» **Problem to work on**
Print verbatim the opening line of the material and every subsequent line through the one containing "fn arb_formula() ->".

» **Task data**
|---|
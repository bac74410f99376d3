use proptest::prelude::*;

use duosat::{
    distribute_or_over_and, eliminate_implications, ensure_3cnf, is_3cnf, push_negations_inward,
    to_cnf_classical, to_cnf_tseytin, to_nnf, CNFFormula, Clause, DPLLSolver, Formula,
    Interpretation, Literal, PreprocessError,
};

fn var(name: &str) -> Formula {
    Formula::var(name)
}

/// Every total assignment over the given variables, in a fixed order.
fn all_assignments(variables: &[String]) -> Vec<Interpretation> {
    (0..1u32 << variables.len())
        .map(|bits| {
            variables
                .iter()
                .enumerate()
                .map(|(index, variable)| (variable.clone(), bits & (1 << index) != 0))
                .collect()
        })
        .collect()
}

fn arb_formula() -> impl Strategy<Value = Formula> {
    let leaf = (0..4usize).prop_map(|index| Formula::var(format!("v{}", index)));
    leaf.prop_recursive(4, 24, 2, |inner| {
        prop_oneof![
            inner.clone().prop_map(Formula::not),
            (inner.clone(), inner.clone()).prop_map(|(l, r)| Formula::and(l, r)),
            (inner.clone(), inner.clone()).prop_map(|(l, r)| Formula::or(l, r)),
            (inner.clone(), inner.clone()).prop_map(|(l, r)| Formula::implies(l, r)),
            (inner.clone(), inner).prop_map(|(l, r)| Formula::biconditional(l, r)),
        ]
    })
}

#[test]
fn implication_becomes_disjunction() {
    let result = eliminate_implications(&Formula::implies(var("p"), var("q")));
    assert_eq!(result, Formula::or(Formula::not(var("p")), var("q")));
}

#[test]
fn biconditional_becomes_two_disjunctions() {
    let result = eliminate_implications(&Formula::biconditional(var("p"), var("q")));
    assert_eq!(
        result,
        Formula::and(
            Formula::or(Formula::not(var("p")), var("q")),
            Formula::or(Formula::not(var("q")), var("p")),
        )
    );
}

#[test]
fn connectives_recurse_structurally() {
    let nested = Formula::and(Formula::implies(var("p"), var("q")), var("r"));
    assert_eq!(
        eliminate_implications(&nested),
        Formula::and(Formula::or(Formula::not(var("p")), var("q")), var("r"))
    );
}

#[test]
fn double_negation_is_eliminated() {
    let result = push_negations_inward(&Formula::not(Formula::not(var("p")))).unwrap();
    assert_eq!(result, var("p"));
}

#[test]
fn de_morgan_over_conjunction() {
    let result = push_negations_inward(&Formula::not(Formula::and(var("p"), var("q")))).unwrap();
    assert_eq!(
        result,
        Formula::or(Formula::not(var("p")), Formula::not(var("q")))
    );
}

#[test]
fn de_morgan_over_disjunction() {
    let result = push_negations_inward(&Formula::not(Formula::or(var("p"), var("q")))).unwrap();
    assert_eq!(
        result,
        Formula::and(Formula::not(var("p")), Formula::not(var("q")))
    );
}

#[test]
fn nnf_rejects_remaining_implications() {
    let formula = Formula::not(Formula::implies(var("p"), var("q")));
    assert!(matches!(
        push_negations_inward(&formula),
        Err(PreprocessError::InvalidFormula(_))
    ));
}

#[test]
fn distribution_splits_or_over_and() {
    let formula = Formula::or(var("a"), Formula::and(var("b"), var("c")));
    assert_eq!(
        distribute_or_over_and(&formula).unwrap(),
        Formula::and(
            Formula::or(var("a"), var("b")),
            Formula::or(var("a"), var("c")),
        )
    );
}

#[test]
fn classical_cnf_of_a_literal_is_a_unit_clause() {
    let cnf = to_cnf_classical(&Formula::not(var("p"))).unwrap();
    assert_eq!(cnf, CNFFormula::new(vec![Clause::unit(Literal::neg("p"))]));
}

#[test]
fn tseytin_of_a_literal_keeps_its_polarity() {
    let cnf = to_cnf_tseytin(&Formula::not(var("p"))).unwrap();
    assert_eq!(cnf, CNFFormula::new(vec![Clause::unit(Literal::neg("p"))]));
}

#[test]
fn tseytin_asserts_the_root_auxiliary() {
    // (p ∨ q) ∧ r gets z_1 for the conjunction and z_2 for the
    // disjunction; the last clause asserts z_1.
    let formula = Formula::and(Formula::or(var("p"), var("q")), var("r"));
    let cnf = to_cnf_tseytin(&formula).unwrap();

    let variables = cnf.variables();
    assert!(variables.contains("z_1"));
    assert!(variables.contains("z_2"));
    assert_eq!(
        cnf.clauses.last(),
        Some(&Clause::unit(Literal::pos("z_1")))
    );

    let mut solver = DPLLSolver::new(cnf);
    assert!(solver.solve().is_sat());

    let mut projected = Interpretation::default();
    for name in ["p", "q", "r"].iter() {
        let value = solver.assignment().get(*name).copied().unwrap_or(false);
        projected.insert(name.to_string(), value);
    }
    assert_eq!(formula.eval(&projected), Some(true));
}

#[test]
fn ensure_3cnf_splits_wide_clauses() {
    let wide = Clause::new(vec![
        Literal::pos("p"),
        Literal::pos("q"),
        Literal::pos("r"),
        Literal::pos("s"),
        Literal::pos("t"),
    ]);
    let cnf = ensure_3cnf(&CNFFormula::new(vec![wide]));

    assert!(is_3cnf(&cnf));
    assert_eq!(cnf.len(), 3);
    assert_eq!(
        cnf.clauses[0],
        Clause::new(vec![
            Literal::pos("p"),
            Literal::pos("q"),
            Literal::pos("a_1"),
        ])
    );
    assert_eq!(
        cnf.clauses[1],
        Clause::new(vec![
            Literal::neg("a_1"),
            Literal::pos("r"),
            Literal::pos("a_2"),
        ])
    );
    assert_eq!(
        cnf.clauses[2],
        Clause::new(vec![
            Literal::neg("a_2"),
            Literal::pos("s"),
            Literal::pos("t"),
        ])
    );
}

#[test]
fn ensure_3cnf_keeps_narrow_clauses() {
    let cnf = CNFFormula::new(vec![
        Clause::new(vec![Literal::pos("p"), Literal::neg("q"), Literal::pos("r")]),
        Clause::unit(Literal::neg("p")),
    ]);
    assert!(is_3cnf(&cnf));
    assert_eq!(ensure_3cnf(&cnf), cnf);
}

proptest! {
    #[test]
    fn classical_cnf_is_equivalent(formula in arb_formula()) {
        let cnf = to_cnf_classical(&formula).unwrap();
        let variables: Vec<String> = formula.variables().into_iter().collect();

        for assignment in all_assignments(&variables) {
            prop_assert_eq!(formula.eval(&assignment), cnf.eval(&assignment));
        }
    }

    #[test]
    fn nnf_is_idempotent(formula in arb_formula()) {
        let nnf = to_nnf(&formula).unwrap();
        prop_assert_eq!(push_negations_inward(&nnf).unwrap(), nnf);
    }

    #[test]
    fn double_negation_of_nnf_is_identity(formula in arb_formula()) {
        let nnf = to_nnf(&formula).unwrap();
        let double_negated = Formula::not(Formula::not(nnf.clone()));
        prop_assert_eq!(push_negations_inward(&double_negated).unwrap(), nnf);
    }

    #[test]
    fn tseytin_is_equisatisfiable(formula in arb_formula()) {
        let variables: Vec<String> = formula.variables().into_iter().collect();
        let directly_satisfiable = all_assignments(&variables)
            .iter()
            .any(|assignment| formula.eval(assignment) == Some(true));

        let cnf = to_cnf_tseytin(&formula).unwrap();
        let mut solver = DPLLSolver::new(cnf);
        let result = solver.solve();

        prop_assert_eq!(result.is_sat(), directly_satisfiable);

        if result.is_sat() {
            // Projecting the model onto the original variables must
            // satisfy the original formula.
            let projected: Interpretation = variables
                .iter()
                .map(|variable| {
                    let value = solver.assignment().get(variable).copied().unwrap_or(false);
                    (variable.clone(), value)
                })
                .collect();
            prop_assert_eq!(formula.eval(&projected), Some(true));
        }
    }

    #[test]
    fn tseytin_auxiliaries_never_collide(formula in arb_formula()) {
        let original = formula.variables();
        let cnf = to_cnf_tseytin(&formula).unwrap();
        for variable in cnf.variables() {
            prop_assert!(variable.starts_with("z_") || original.contains(&variable));
        }
    }

    #[test]
    fn ensure_3cnf_output_is_3cnf(formula in arb_formula()) {
        let cnf = to_cnf_classical(&formula).unwrap();
        prop_assert!(is_3cnf(&ensure_3cnf(&cnf)));
    }
}
use thiserror::Error;

use crate::ast::Formula;

/// Failures of the formula tokenizer and parser
#[derive(Debug, Clone, PartialEq, Eq, Error)]
pub enum ParseError {
    #[error("invalid character '{0}' in formula")]
    InvalidCharacter(char),
    #[error("unexpected end of formula")]
    UnexpectedEnd,
    #[error("unexpected token '{0}'")]
    UnexpectedToken(String),
    #[error("expected closing parenthesis")]
    MissingClosingParen,
    #[error("unexpected trailing input '{0}'")]
    TrailingInput(String),
}

#[derive(Debug, Clone, PartialEq, Eq)]
enum Token {
    Not,
    And,
    Or,
    Implies,
    Biconditional,
    LeftParen,
    RightParen,
    Ident(String),
}

impl std::fmt::Display for Token {
    fn fmt(&self, f: &mut std::fmt::Formatter<'_>) -> std::fmt::Result {
        match self {
            Token::Not => write!(f, "¬"),
            Token::And => write!(f, "∧"),
            Token::Or => write!(f, "∨"),
            Token::Implies => write!(f, "→"),
            Token::Biconditional => write!(f, "↔"),
            Token::LeftParen => write!(f, "("),
            Token::RightParen => write!(f, ")"),
            Token::Ident(name) => write!(f, "{}", name),
        }
    }
}

/// Splits a formula string into tokens. Accepts the Unicode operators
/// `¬∧∨→↔` as well as the ASCII aliases `not`, `and`, `or`, `->` and
/// `<->`. Identifiers start with a letter and continue alphanumerically.
fn tokenize(input: &str) -> Result<Vec<Token>, ParseError> {
    let chars: Vec<char> = input.chars().collect();
    let mut tokens = Vec::new();
    let mut i = 0;

    while i < chars.len() {
        let c = chars[i];
        match c {
            _ if c.is_whitespace() => i += 1,
            '¬' => {
                tokens.push(Token::Not);
                i += 1;
            }
            '∧' => {
                tokens.push(Token::And);
                i += 1;
            }
            '∨' => {
                tokens.push(Token::Or);
                i += 1;
            }
            '→' => {
                tokens.push(Token::Implies);
                i += 1;
            }
            '↔' => {
                tokens.push(Token::Biconditional);
                i += 1;
            }
            '(' => {
                tokens.push(Token::LeftParen);
                i += 1;
            }
            ')' => {
                tokens.push(Token::RightParen);
                i += 1;
            }
            '-' if chars.get(i + 1) == Some(&'>') => {
                tokens.push(Token::Implies);
                i += 2;
            }
            '<' if chars.get(i + 1) == Some(&'-') && chars.get(i + 2) == Some(&'>') => {
                tokens.push(Token::Biconditional);
                i += 3;
            }
            _ if c.is_alphabetic() => {
                let mut name = String::new();
                while i < chars.len() && chars[i].is_alphanumeric() {
                    name.push(chars[i]);
                    i += 1;
                }
                tokens.push(match name.as_str() {
                    "not" => Token::Not,
                    "and" => Token::And,
                    "or" => Token::Or,
                    _ => Token::Ident(name),
                });
            }
            _ => return Err(ParseError::InvalidCharacter(c)),
        }
    }

    Ok(tokens)
}

/// Recursive descent over the token stream, one method per precedence
/// tier. From tightest to loosest: ¬, ∧, ∨, →, ↔. Implication is
/// right-associative, biconditional left-associative.
struct Parser {
    tokens: Vec<Token>,
    position: usize,
}

impl Parser {
    fn new(tokens: Vec<Token>) -> Parser {
        Parser {
            tokens,
            position: 0,
        }
    }

    fn peek(&self) -> Option<&Token> {
        self.tokens.get(self.position)
    }

    fn consume(&mut self) -> Result<Token, ParseError> {
        let token = self
            .tokens
            .get(self.position)
            .cloned()
            .ok_or(ParseError::UnexpectedEnd)?;
        self.position += 1;
        Ok(token)
    }

    fn parse_biconditional(&mut self) -> Result<Formula, ParseError> {
        let mut left = self.parse_implication()?;

        while self.peek() == Some(&Token::Biconditional) {
            self.consume()?;
            let right = self.parse_implication()?;
            left = Formula::biconditional(left, right);
        }

        Ok(left)
    }

    fn parse_implication(&mut self) -> Result<Formula, ParseError> {
        let left = self.parse_or()?;

        if self.peek() == Some(&Token::Implies) {
            self.consume()?;
            let right = self.parse_implication()?;
            return Ok(Formula::implies(left, right));
        }

        Ok(left)
    }

    fn parse_or(&mut self) -> Result<Formula, ParseError> {
        let mut left = self.parse_and()?;

        while self.peek() == Some(&Token::Or) {
            self.consume()?;
            let right = self.parse_and()?;
            left = Formula::or(left, right);
        }

        Ok(left)
    }

    fn parse_and(&mut self) -> Result<Formula, ParseError> {
        let mut left = self.parse_not()?;

        while self.peek() == Some(&Token::And) {
            self.consume()?;
            let right = self.parse_not()?;
            left = Formula::and(left, right);
        }

        Ok(left)
    }

    fn parse_not(&mut self) -> Result<Formula, ParseError> {
        if self.peek() == Some(&Token::Not) {
            self.consume()?;
            let operand = self.parse_not()?;
            return Ok(Formula::not(operand));
        }

        self.parse_primary()
    }

    fn parse_primary(&mut self) -> Result<Formula, ParseError> {
        match self.consume()? {
            Token::LeftParen => {
                let formula = self.parse_biconditional()?;
                match self.consume() {
                    Ok(Token::RightParen) => Ok(formula),
                    _ => Err(ParseError::MissingClosingParen),
                }
            }
            Token::Ident(name) => Ok(Formula::Var(name)),
            token => Err(ParseError::UnexpectedToken(token.to_string())),
        }
    }
}

/// Parses a formula string into its AST.
pub fn parse_formula(input: &str) -> Result<Formula, ParseError> {
    let mut parser = Parser::new(tokenize(input)?);
    let formula = parser.parse_biconditional()?;
    if let Some(token) = parser.peek() {
        return Err(ParseError::TrailingInput(token.to_string()));
    }
    Ok(formula)
}
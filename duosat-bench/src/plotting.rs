use std::error::Error;
use std::path::Path;
use std::time::Duration;

use itertools::Itertools;
use plotters::prelude::*;

/// Draws a cactus plot: for each engine, its per-instance runtimes
/// sorted ascending, so the flatter line belongs to the faster engine.
pub fn plot_runtimes(
    measurements: &[(String, Vec<Duration>)],
    path: impl AsRef<Path>,
    size: (u32, u32),
) -> Result<(), Box<dyn Error>> {
    let drawing_area = SVGBackend::new(path.as_ref(), size).into_drawing_area();
    drawing_area.fill(&WHITE)?;

    let max_instances = measurements
        .iter()
        .map(|(_, times)| times.len())
        .max()
        .ok_or("no measurements to plot")?;

    let max_duration = measurements
        .iter()
        .filter_map(|(_, times)| times.iter().max())
        .max()
        .ok_or("no measurements to plot")?
        .as_millis();

    let mut chart = ChartBuilder::on(&drawing_area)
        .x_label_area_size(30)
        .y_label_area_size(80)
        .margin(20)
        .build_cartesian_2d(0..max_instances, 0..max_duration.max(1))?;

    chart
        .configure_mesh()
        .x_desc("Number of solved instances")
        .y_desc("Wall time (ms)")
        .draw()?;

    let mut colors = [RED, BLUE, GREEN, MAGENTA, CYAN].iter().cycle();
    for (name, times) in measurements {
        let color = *colors.next().expect("color cycle is infinite");

        let sorted = times
            .iter()
            .map(|duration| duration.as_millis())
            .sorted()
            .collect::<Vec<_>>();

        chart.draw_series(PointSeries::of_element(
            sorted.iter().cloned().enumerate(),
            4,
            &color,
            &|coordinate, size, style| Circle::new(coordinate, size, style),
        ))?;

        chart
            .draw_series(LineSeries::new(sorted.into_iter().enumerate(), &color))?
            .label(name)
            .legend(move |(x, y)| PathElement::new(vec![(x, y), (x - 20, y)], &color));
    }

    chart
        .configure_series_labels()
        .background_style(&WHITE.mix(0.8))
        .border_style(&BLACK)
        .draw()?;

    Ok(())
}
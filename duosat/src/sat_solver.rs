use std::fmt;

use crate::cnf::Interpretation;

/// The decision a solver reaches for its formula. `Unsat` is a normal
/// return value, not an error.
#[derive(Debug, Clone, Copy, PartialEq, Eq)]
pub enum DecisionResult {
    Sat,
    Unsat,
}

impl DecisionResult {
    #[inline]
    pub fn is_sat(&self) -> bool {
        *self == DecisionResult::Sat
    }

    #[inline]
    pub fn is_unsat(&self) -> bool {
        *self == DecisionResult::Unsat
    }
}

impl fmt::Display for DecisionResult {
    fn fmt(&self, f: &mut fmt::Formatter<'_>) -> fmt::Result {
        match self {
            DecisionResult::Sat => write!(f, "SAT"),
            DecisionResult::Unsat => write!(f, "UNSAT"),
        }
    }
}

/// The contract both engines implement. `solve` runs to completion;
/// after a `Sat` result, `assignment` satisfies every clause of the
/// input formula.
pub trait Solver {
    fn solve(&mut self) -> DecisionResult;
    fn assignment(&self) -> &Interpretation;
}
|---|
» **Output below**
repository bac74410f99376d3
use proptest::prelude::*;

use duosat::{
    distribute_or_over_and, eliminate_implications, ensure_3cnf, is_3cnf, push_negations_inward,
    to_cnf_classical, to_cnf_tseytin, to_nnf, CNFFormula, Clause, DPLLSolver, Formula,
    Interpretation, Literal, PreprocessError,
};

fn var(name: &str) -> Formula {
    Formula::var(name)
}

/// Every total assignment over the given variables, in a fixed order.
fn all_assignments(variables: &[String]) -> Vec<Interpretation> {
    (0..1u32 << variables.len())
        .map(|bits| {
            variables
                .iter()
                .enumerate()
                .map(|(index, variable)| (variable.clone(), bits & (1 << index) != 0))
                .collect()
        })
        .collect()
}

fn arb_formula() -> impl Strategy<Value = Formula> {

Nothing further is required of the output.